═════ Source material

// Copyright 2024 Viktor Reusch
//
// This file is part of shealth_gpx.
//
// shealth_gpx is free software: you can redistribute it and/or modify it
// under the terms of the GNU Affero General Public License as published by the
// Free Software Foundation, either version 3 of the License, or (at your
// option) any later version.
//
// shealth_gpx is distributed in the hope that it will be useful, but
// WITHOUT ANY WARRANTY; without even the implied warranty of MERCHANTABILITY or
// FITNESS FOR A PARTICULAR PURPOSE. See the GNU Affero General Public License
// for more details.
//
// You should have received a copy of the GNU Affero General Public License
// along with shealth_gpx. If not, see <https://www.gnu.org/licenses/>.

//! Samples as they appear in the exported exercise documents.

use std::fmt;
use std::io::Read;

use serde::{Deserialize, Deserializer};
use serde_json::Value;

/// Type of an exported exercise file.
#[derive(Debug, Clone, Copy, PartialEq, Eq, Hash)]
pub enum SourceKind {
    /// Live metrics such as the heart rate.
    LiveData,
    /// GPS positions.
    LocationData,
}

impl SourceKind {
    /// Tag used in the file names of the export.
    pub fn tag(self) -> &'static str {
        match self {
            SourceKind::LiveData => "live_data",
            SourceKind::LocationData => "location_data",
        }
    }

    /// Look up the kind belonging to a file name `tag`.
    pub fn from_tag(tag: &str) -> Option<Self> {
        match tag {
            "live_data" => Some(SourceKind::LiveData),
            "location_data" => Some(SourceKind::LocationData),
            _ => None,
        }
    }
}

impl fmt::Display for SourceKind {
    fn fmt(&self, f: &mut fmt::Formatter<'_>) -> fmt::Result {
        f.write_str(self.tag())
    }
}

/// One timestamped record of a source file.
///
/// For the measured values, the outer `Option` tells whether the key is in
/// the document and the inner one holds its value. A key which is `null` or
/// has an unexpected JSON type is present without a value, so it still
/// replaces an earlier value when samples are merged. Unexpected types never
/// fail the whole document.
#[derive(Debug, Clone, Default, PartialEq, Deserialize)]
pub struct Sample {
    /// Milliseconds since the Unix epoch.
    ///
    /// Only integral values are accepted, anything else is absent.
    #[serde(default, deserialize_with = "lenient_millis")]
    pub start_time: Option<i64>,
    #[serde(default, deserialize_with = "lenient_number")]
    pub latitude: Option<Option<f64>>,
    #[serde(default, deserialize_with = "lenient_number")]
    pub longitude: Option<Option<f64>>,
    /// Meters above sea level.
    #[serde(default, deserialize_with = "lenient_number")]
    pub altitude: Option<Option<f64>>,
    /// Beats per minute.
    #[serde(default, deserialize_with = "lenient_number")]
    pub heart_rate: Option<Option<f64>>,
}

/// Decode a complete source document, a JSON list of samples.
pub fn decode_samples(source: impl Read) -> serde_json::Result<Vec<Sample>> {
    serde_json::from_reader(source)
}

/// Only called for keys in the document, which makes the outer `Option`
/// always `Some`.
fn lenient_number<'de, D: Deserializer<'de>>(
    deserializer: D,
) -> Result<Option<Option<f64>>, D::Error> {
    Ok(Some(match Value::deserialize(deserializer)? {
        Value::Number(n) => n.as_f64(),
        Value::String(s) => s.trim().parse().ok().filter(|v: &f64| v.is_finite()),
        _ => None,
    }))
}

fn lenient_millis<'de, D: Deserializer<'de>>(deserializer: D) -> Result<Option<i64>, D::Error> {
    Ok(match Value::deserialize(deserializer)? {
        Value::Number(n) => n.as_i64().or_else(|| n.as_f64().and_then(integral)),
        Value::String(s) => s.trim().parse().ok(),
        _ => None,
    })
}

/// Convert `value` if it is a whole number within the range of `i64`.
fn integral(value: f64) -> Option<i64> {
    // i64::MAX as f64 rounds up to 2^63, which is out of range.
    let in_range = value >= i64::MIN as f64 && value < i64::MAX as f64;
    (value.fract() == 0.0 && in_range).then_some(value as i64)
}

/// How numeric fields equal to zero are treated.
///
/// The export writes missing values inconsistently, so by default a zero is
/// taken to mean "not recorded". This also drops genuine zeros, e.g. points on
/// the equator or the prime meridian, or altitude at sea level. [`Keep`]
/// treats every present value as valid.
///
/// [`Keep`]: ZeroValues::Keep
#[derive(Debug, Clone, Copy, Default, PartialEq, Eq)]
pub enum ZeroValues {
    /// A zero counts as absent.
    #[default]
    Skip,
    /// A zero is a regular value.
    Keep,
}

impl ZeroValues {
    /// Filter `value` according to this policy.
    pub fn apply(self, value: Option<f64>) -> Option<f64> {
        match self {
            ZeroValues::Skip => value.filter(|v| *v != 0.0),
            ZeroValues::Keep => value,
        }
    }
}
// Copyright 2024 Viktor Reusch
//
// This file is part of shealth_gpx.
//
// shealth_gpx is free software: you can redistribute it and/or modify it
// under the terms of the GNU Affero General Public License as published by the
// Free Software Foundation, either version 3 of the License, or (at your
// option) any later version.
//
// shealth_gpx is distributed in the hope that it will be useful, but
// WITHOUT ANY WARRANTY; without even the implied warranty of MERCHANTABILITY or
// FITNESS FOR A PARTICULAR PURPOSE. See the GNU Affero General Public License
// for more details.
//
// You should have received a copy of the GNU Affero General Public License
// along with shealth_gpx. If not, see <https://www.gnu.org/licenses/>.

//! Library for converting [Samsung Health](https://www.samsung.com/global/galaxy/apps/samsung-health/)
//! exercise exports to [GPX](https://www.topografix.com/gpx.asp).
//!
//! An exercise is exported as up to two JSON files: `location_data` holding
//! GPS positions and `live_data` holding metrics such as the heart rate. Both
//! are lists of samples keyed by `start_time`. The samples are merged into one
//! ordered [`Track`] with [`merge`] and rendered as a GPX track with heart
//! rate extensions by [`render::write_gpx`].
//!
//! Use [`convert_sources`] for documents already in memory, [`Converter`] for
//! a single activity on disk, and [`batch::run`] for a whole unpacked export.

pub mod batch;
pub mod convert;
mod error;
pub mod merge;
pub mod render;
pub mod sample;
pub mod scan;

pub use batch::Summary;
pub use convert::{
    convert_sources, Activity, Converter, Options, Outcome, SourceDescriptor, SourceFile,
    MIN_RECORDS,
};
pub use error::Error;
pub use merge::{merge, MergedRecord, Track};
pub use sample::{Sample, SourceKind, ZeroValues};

══════════

■ **Directions**
Exactly as they appear above, transcribe the records in full.

■ **Problem solution**
// Copyright 2024 Viktor Reusch
//
// This file is part of shealth_gpx.
//
// shealth_gpx is free software: you can redistribute it and/or modify it
// under the terms of the GNU Affero General Public License as published by the
// Free Software Foundation, either version 3 of the License, or (at your
// option) any later version.
//
// shealth_gpx is distributed in the hope that it will be useful, but
// WITHOUT ANY WARRANTY; without even the implied warranty of MERCHANTABILITY or
// FITNESS FOR A PARTICULAR PURPOSE. See the GNU Affero General Public License
// for more details.
//
// You should have received a copy of the GNU Affero General Public License
// along with shealth_gpx. If not, see <https://www.gnu.org/licenses/>.

//! Samples as they appear in the exported exercise documents.

use std::fmt;
use std::io::Read;

use serde::{Deserialize, Deserializer};
use serde_json::Value;

/// Type of an exported exercise file.
#[derive(Debug, Clone, Copy, PartialEq, Eq, Hash)]
pub enum SourceKind {
    /// Live metrics such as the heart rate.
    LiveData,
    /// GPS positions.
    LocationData,
}

impl SourceKind {
    /// Tag used in the file names of the export.
    pub fn tag(self) -> &'static str {
        match self {
            SourceKind::LiveData => "live_data",
            SourceKind::LocationData => "location_data",
        }
    }

    /// Look up the kind belonging to a file name `tag`.
    pub fn from_tag(tag: &str) -> Option<Self> {
        match tag {
            "live_data" => Some(SourceKind::LiveData),
            "location_data" => Some(SourceKind::LocationData),
            _ => None,
        }
    }
}

impl fmt::Display for SourceKind {
    fn fmt(&self, f: &mut fmt::Formatter<'_>) -> fmt::Result {
        f.write_str(self.tag())
    }
}

/// One timestamped record of a source file.
///
/// For the measured values, the outer `Option` tells whether the key is in
/// the document and the inner one holds its value. A key which is `null` or
/// has an unexpected JSON type is present without a value, so it still
/// replaces an earlier value when samples are merged. Unexpected types never
/// fail the whole document.
#[derive(Debug, Clone, Default, PartialEq, Deserialize)]
pub struct Sample {
    /// Milliseconds since the Unix epoch.
    ///
    /// Only integral values are accepted, anything else is absent.
    #[serde(default, deserialize_with = "lenient_millis")]
    pub start_time: Option<i64>,
    #[serde(default, deserialize_with = "lenient_number")]
    pub latitude: Option<Option<f64>>,
    #[serde(default, deserialize_with = "lenient_number")]
    pub longitude: Option<Option<f64>>,
    /// Meters above sea level.
    #[serde(default, deserialize_with = "lenient_number")]
    pub altitude: Option<Option<f64>>,
    /// Beats per minute.
    #[serde(default, deserialize_with = "lenient_number")]
    pub heart_rate: Option<Option<f64>>,
}

/// Decode a complete source document, a JSON list of samples.
pub fn decode_samples(source: impl Read) -> serde_json::Result<Vec<Sample>> {
    serde_json::from_reader(source)
}

/// Only called for keys in the document, which makes the outer `Option`
/// always `Some`.
fn lenient_number<'de, D: Deserializer<'de>>(
    deserializer: D,
) -> Result<Option<Option<f64>>, D::Error> {
    Ok(Some(match Value::deserialize(deserializer)? {
        Value::Number(n) => n.as_f64(),
        Value::String(s) => s.trim().parse().ok().filter(|v: &f64| v.is_finite()),
        _ => None,
    }))
}

fn lenient_millis<'de, D: Deserializer<'de>>(deserializer: D) -> Result<Option<i64>, D::Error> {
    Ok(match Value::deserialize(deserializer)? {
        Value::Number(n) => n.as_i64().or_else(|| n.as_f64().and_then(integral)),
        Value::String(s) => s.trim().parse().ok(),
        _ => None,
    })
}

/// Convert `value` if it is a whole number within the range of `i64`.
fn integral(value: f64) -> Option<i64> {
    // i64::MAX as f64 rounds up to 2^63, which is out of range.
    let in_range = value >= i64::MIN as f64 && value < i64::MAX as f64;
    (value.fract() == 0.0 && in_range).then_some(value as i64)
}

/// How numeric fields equal to zero are treated.
///
/// The export writes missing values inconsistently, so by default a zero is
/// taken to mean "not recorded". This also drops genuine zeros, e.g. points on
/// the equator or the prime meridian, or altitude at sea level. [`Keep`]
/// treats every present value as valid.
///
/// [`Keep`]: ZeroValues::Keep
#[derive(Debug, Clone, Copy, Default, PartialEq, Eq)]
pub enum ZeroValues {
    /// A zero counts as absent.
    #[default]
    Skip,
    /// A zero is a regular value.
    Keep,
}

impl ZeroValues {
    /// Filter `value` according to this policy.
    pub fn apply(self, value: Option<f64>) -> Option<f64> {
        match self {
            ZeroValues::Skip => value.filter(|v| *v != 0.0),
            ZeroValues::Keep => value,
        }
    }
}
// Copyright 2024 Viktor Reusch
//
// This file is part of shealth_gpx.
//
// shealth_gpx is free software: you can redistribute it and/or modify it
// under the terms of the GNU Affero General Public License as published by the
// Free Software Foundation, either version 3 of the License, or (at your
// option) any later version.
//
// shealth_gpx is distributed in the hope that it will be useful, but
// WITHOUT ANY WARRANTY; without even the implied warranty of MERCHANTABILITY or
// FITNESS FOR A PARTICULAR PURPOSE. See the GNU Affero General Public License
// for more details.
//
// You should have received a copy of the GNU Affero General Public License
// along with shealth_gpx. If not, see <https://www.gnu.org/licenses/>.

//! Library for converting [Samsung Health](https://www.samsung.com/global/galaxy/apps/samsung-health/)
//! exercise exports to [GPX](https://www.topografix.com/gpx.asp).
//!
//! An exercise is exported as up to two JSON files: `location_data` holding
//! GPS positions and `live_data` holding metrics such as the heart rate. Both
//! are lists of samples keyed by `start_time`. The samples are merged into one
//! ordered [`Track`] with [`merge`] and rendered as a GPX track with heart
//! rate extensions by [`render::write_gpx`].
//!
//! Use [`convert_sources`] for documents already in memory, [`Converter`] for
//! a single activity on disk, and [`batch::run`] for a whole unpacked export.

pub mod batch;
pub mod convert;
mod error;
pub mod merge;
pub mod render;
pub mod sample;
pub mod scan;

pub use batch::Summary;
pub use convert::{
    convert_sources, Activity, Converter, Options, Outcome, SourceDescriptor, SourceFile,
    MIN_RECORDS,
};
pub use error::Error;
pub use merge::{merge, MergedRecord, Track};
pub use sample::{Sample, SourceKind, ZeroValues};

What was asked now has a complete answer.